Background: Maternal and neonatal mortality remain a major problem in developing countries. Facility-based maternal death review is a process to investigate and identify causes mainly clinical and systemic which lead to maternal deaths in the health facilities and to take appropriate corrective measures to prevent future such deaths.

Objective: To assess the prevalence of maternal and neonatal death and identify preventable causes of maternal deaths in selected Hospitals of Wollega Zones.

Methodology: Institutional based cross-sectional study was conducted. Documents and chart reviews were conducted using a standardized checklist. Maternal and neonatal deaths that occurred during 2014-2016 were included. Ethical clearance was obtained from the Institutional Health Research Ethics Review Committee of Wollega University. Data was entered and analyzed using SPSS version 20 statistical packages for windows.

Result: Sixty-nine (69) maternal deaths and 182 neonatal deaths occurred in five hospitals in the last three years from 2014-2016. The most common cause of maternal death was hemorrhage 36 (52.2), sepsis 23 (33.3), delay in health-seeking 20 (29%), and lack of transportation 19 (27.5%). The majority of the deceased were referral cases 54 (78.3%) and Most of them were admitted with complications 51 (73.9%). Majority of the neonatal death happened within 24 hours 100 (54.9). The majority of the deceased newborn were admitted with a diagnosis of prematurity 56 (30.8) followed by sepsis 42 (23.1%). Lack of materials in Neonatal Intensive Care Units was the major cause of neonatal death.
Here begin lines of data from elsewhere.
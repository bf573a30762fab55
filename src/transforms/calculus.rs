//! Derivative and integral transforms.

use crate::error::{Error, Result};
use crate::series::{Point, TimeSeries};
use crate::series_transform;
use crate::transform::{
    PointTransform, TimeSeriesTransform, TransformKind, TransformState, apply_incremental,
};

/// Time step used between consecutive samples.
#[derive(Debug, Clone, Copy, PartialEq, Default)]
pub enum TimeStep {
    /// Use the actual distance between sample timestamps.
    #[default]
    Actual,
    /// Use a fixed step, in seconds, regardless of timestamps.
    Fixed(f64),
}

impl TimeStep {
    fn between(&self, prev: Point, next: Point) -> f64 {
        match *self {
            Self::Actual => next.x - prev.x,
            Self::Fixed(dt) => dt,
        }
    }

    fn validate(self, transform: &'static str) -> Result<Self> {
        match self {
            Self::Fixed(dt) if !(dt.is_finite() && dt > 0.0) => Err(Error::InvalidParameter {
                transform,
                parameter: "time_step",
                reason: format!("fixed step must be positive and finite, got {dt}"),
            }),
            step => Ok(step),
        }
    }
}

/// First derivative: `(y[i] - y[i-1]) / dt`, placed at `x[i-1]`.
///
/// Pairs with a non-positive time step are skipped.
///
/// # Example
///
/// ```rust
/// use seriesforge::prelude::*;
/// use seriesforge::transforms::Derivative;
///
/// let source = TimeSeries::from_points(
///     "position",
///     [Point::new(0.0, 0.0), Point::new(1.0, 2.0), Point::new(2.0, 6.0)],
/// )
/// .into_shared();
///
/// let mut speed = Derivative::new();
/// speed.set_data_source(&source);
///
/// let mut out = TimeSeries::new("speed");
/// speed.calculate(&mut out).unwrap();
/// assert_eq!(out.to_vec(), vec![Point::new(0.0, 2.0), Point::new(1.0, 4.0)]);
/// ```
#[series_transform(name = "derivative", description = "First derivative")]
#[derive(Debug, Default)]
pub struct Derivative {
    state: TransformState,
    time_step: TimeStep,
    prev: Option<Point>,
}

impl Derivative {
    /// Create a derivative using actual timestamps.
    pub fn new() -> Self {
        Self::default()
    }

    /// Builder form of [`set_time_step`](Self::set_time_step).
    pub fn with_time_step(mut self, time_step: TimeStep) -> Result<Self> {
        self.set_time_step(time_step)?;
        Ok(self)
    }

    /// Current time step policy.
    pub fn time_step(&self) -> TimeStep {
        self.time_step
    }

    /// Set the time step policy. A fixed step must be positive.
    pub fn set_time_step(&mut self, time_step: TimeStep) -> Result<()> {
        let time_step = time_step.validate(Self::NAME)?;
        if time_step != self.time_step {
            self.time_step = time_step;
            self.state.notify_parameters_changed();
        }
        Ok(())
    }
}

impl TimeSeriesTransform for Derivative {
    fn name(&self) -> &'static str {
        Self::NAME
    }

    fn calculate(&mut self, destination: &mut TimeSeries) -> Result<()> {
        apply_incremental(self, destination).map(|_| ())
    }

    fn state(&self) -> &TransformState {
        &self.state
    }

    fn state_mut(&mut self) -> &mut TransformState {
        &mut self.state
    }
}

impl PointTransform for Derivative {
    fn next_point(&mut self, source: &TimeSeries, index: usize) -> Option<Point> {
        let next = source.at(index)?;
        let prev = self.prev.replace(next)?;
        let dt = self.time_step.between(prev, next);
        if dt <= 0.0 {
            return None;
        }
        Some(Point::new(prev.x, (next.y - prev.y) / dt))
    }

    fn reset_points(&mut self) {
        self.prev = None;
    }
}

/// Cumulative trapezoidal integral, starting at zero on the first sample.
#[series_transform(name = "integral", description = "Cumulative integral")]
#[derive(Debug, Default)]
pub struct Integral {
    state: TransformState,
    time_step: TimeStep,
    accumulated: f64,
    prev: Option<Point>,
}

impl Integral {
    /// Create an integral using actual timestamps.
    pub fn new() -> Self {
        Self::default()
    }

    /// Builder form of [`set_time_step`](Self::set_time_step).
    pub fn with_time_step(mut self, time_step: TimeStep) -> Result<Self> {
        self.set_time_step(time_step)?;
        Ok(self)
    }

    /// Current time step policy.
    pub fn time_step(&self) -> TimeStep {
        self.time_step
    }

    /// Set the time step policy. A fixed step must be positive.
    pub fn set_time_step(&mut self, time_step: TimeStep) -> Result<()> {
        let time_step = time_step.validate(Self::NAME)?;
        if time_step != self.time_step {
            self.time_step = time_step;
            self.state.notify_parameters_changed();
        }
        Ok(())
    }
}

impl TimeSeriesTransform for Integral {
    fn name(&self) -> &'static str {
        Self::NAME
    }

    fn calculate(&mut self, destination: &mut TimeSeries) -> Result<()> {
        apply_incremental(self, destination).map(|_| ())
    }

    fn state(&self) -> &TransformState {
        &self.state
    }

    fn state_mut(&mut self) -> &mut TransformState {
        &mut self.state
    }

    fn reset(&mut self) {
        self.reset_points();
        self.state.invalidate();
    }
}

impl PointTransform for Integral {
    fn next_point(&mut self, source: &TimeSeries, index: usize) -> Option<Point> {
        let next = source.at(index)?;
        if let Some(prev) = self.prev {
            let dt = self.time_step.between(prev, next);
            self.accumulated += (prev.y + next.y) * 0.5 * dt;
        }
        self.prev = Some(next);
        Some(Point::new(next.x, self.accumulated))
    }

    fn reset_points(&mut self) {
        self.accumulated = 0.0;
        self.prev = None;
    }
}

#[cfg(test)]
mod tests {
    use super::*;

    fn ramp() -> crate::series::SeriesRef {
        TimeSeries::from_points(
            "ramp",
            [
                Point::new(0.0, 0.0),
                Point::new(1.0, 1.0),
                Point::new(2.0, 2.0),
                Point::new(4.0, 4.0),
            ],
        )
        .into_shared()
    }

    #[test]
    fn test_derivative_of_ramp() {
        let src = ramp();
        let mut d = Derivative::new();
        d.set_data_source(&src);

        let mut out = TimeSeries::new("out");
        d.calculate(&mut out).unwrap();
        let xs: Vec<f64> = out.iter().map(|p| p.x).collect();
        let ys: Vec<f64> = out.iter().map(|p| p.y).collect();
        assert_eq!(xs, vec![0.0, 1.0, 2.0]);
        assert_eq!(ys, vec![1.0, 1.0, 1.0]);
    }

    #[test]
    fn test_derivative_spans_trimmed_sample() {
        let src = TimeSeries::from_points("in", [Point::new(0.0, 0.0)]).into_shared();
        src.write().set_maximum_range_x(Some(0.5));
        let mut d = Derivative::new();
        d.set_data_source(&src);

        let mut out = TimeSeries::new("out");
        d.calculate(&mut out).unwrap();
        src.write().push_back(Point::new(1.0, 3.0));
        assert_eq!(src.read().len(), 1);

        d.calculate(&mut out).unwrap();
        assert_eq!(out.to_vec(), vec![Point::new(0.0, 3.0)]);
    }

    #[test]
    fn test_derivative_fixed_step() {
        let src = ramp();
        let mut d = Derivative::new().with_time_step(TimeStep::Fixed(0.5)).unwrap();
        d.set_data_source(&src);

        let mut out = TimeSeries::new("out");
        d.calculate(&mut out).unwrap();
        assert_eq!(out.back().unwrap().y, 4.0);
    }

    #[test]
    fn test_derivative_skips_duplicate_timestamps() {
        let src = TimeSeries::from_points(
            "dup",
            [Point::new(0.0, 0.0), Point::new(0.0, 5.0), Point::new(1.0, 6.0)],
        )
        .into_shared();
        let mut d = Derivative::new();
        d.set_data_source(&src);

        let mut out = TimeSeries::new("out");
        d.calculate(&mut out).unwrap();
        assert_eq!(out.to_vec(), vec![Point::new(0.0, 1.0)]);
    }

    #[test]
    fn test_derivative_incremental_matches_full() {
        let src = TimeSeries::from_points("grow", [Point::new(0.0, 0.0), Point::new(1.0, 1.0)])
            .into_shared();
        let mut d = Derivative::new();
        d.set_data_source(&src);
        let mut out = TimeSeries::new("out");
        d.calculate(&mut out).unwrap();

        src.write().push_back(Point::new(2.0, 3.0));
        d.calculate(&mut out).unwrap();
        assert_eq!(out.to_vec(), vec![Point::new(0.0, 1.0), Point::new(1.0, 2.0)]);
    }

    #[test]
    fn test_invalid_fixed_step() {
        assert!(Derivative::new().with_time_step(TimeStep::Fixed(0.0)).is_err());
        assert!(Integral::new().with_time_step(TimeStep::Fixed(f64::NAN)).is_err());
    }

    #[test]
    fn test_integral_of_ramp() {
        let src = ramp();
        let mut i = Integral::new();
        i.set_data_source(&src);

        let mut out = TimeSeries::new("out");
        i.calculate(&mut out).unwrap();
        let ys: Vec<f64> = out.iter().map(|p| p.y).collect();
        assert_eq!(ys, vec![0.0, 0.5, 2.0, 8.0]);
    }

    #[test]
    fn test_integral_incremental_keeps_accumulator() {
        let src = TimeSeries::from_points("const", [Point::new(0.0, 2.0), Point::new(1.0, 2.0)])
            .into_shared();
        let mut i = Integral::new();
        i.set_data_source(&src);
        let mut out = TimeSeries::new("out");
        i.calculate(&mut out).unwrap();

        src.write().push_back(Point::new(2.0, 2.0));
        i.calculate(&mut out).unwrap();
        assert_eq!(out.back(), Some(Point::new(2.0, 4.0)));
    }

    #[test]
    fn test_integral_recalculation_starts_from_zero() {
        let src = ramp();
        let mut i = Integral::new();
        i.set_data_source(&src);
        let mut out = TimeSeries::new("out");
        i.calculate(&mut out).unwrap();

        i.reset();
        i.calculate(&mut out).unwrap();
        assert_eq!(out.len(), 4);
        assert_eq!(out.back().unwrap().y, 8.0);
    }
}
Conclusion and Recommendation: Mothers and newborn were dying of preventable causes like hemorrhage, sepsis, lack of partograph utilization, and lack of facilities in the Neonatal Intensive Care Unit. Therefore, Health professionals should focus on and manage emergencies like hemorrhage, sepsis and should utilize partograph for all laboring mothers as per the guideline, and also they should council and promote individual birth plan to reduce delays in seeking health facility. Health facilities should equip the Neonatal Intensive Care Unit with all necessary drugs and materials.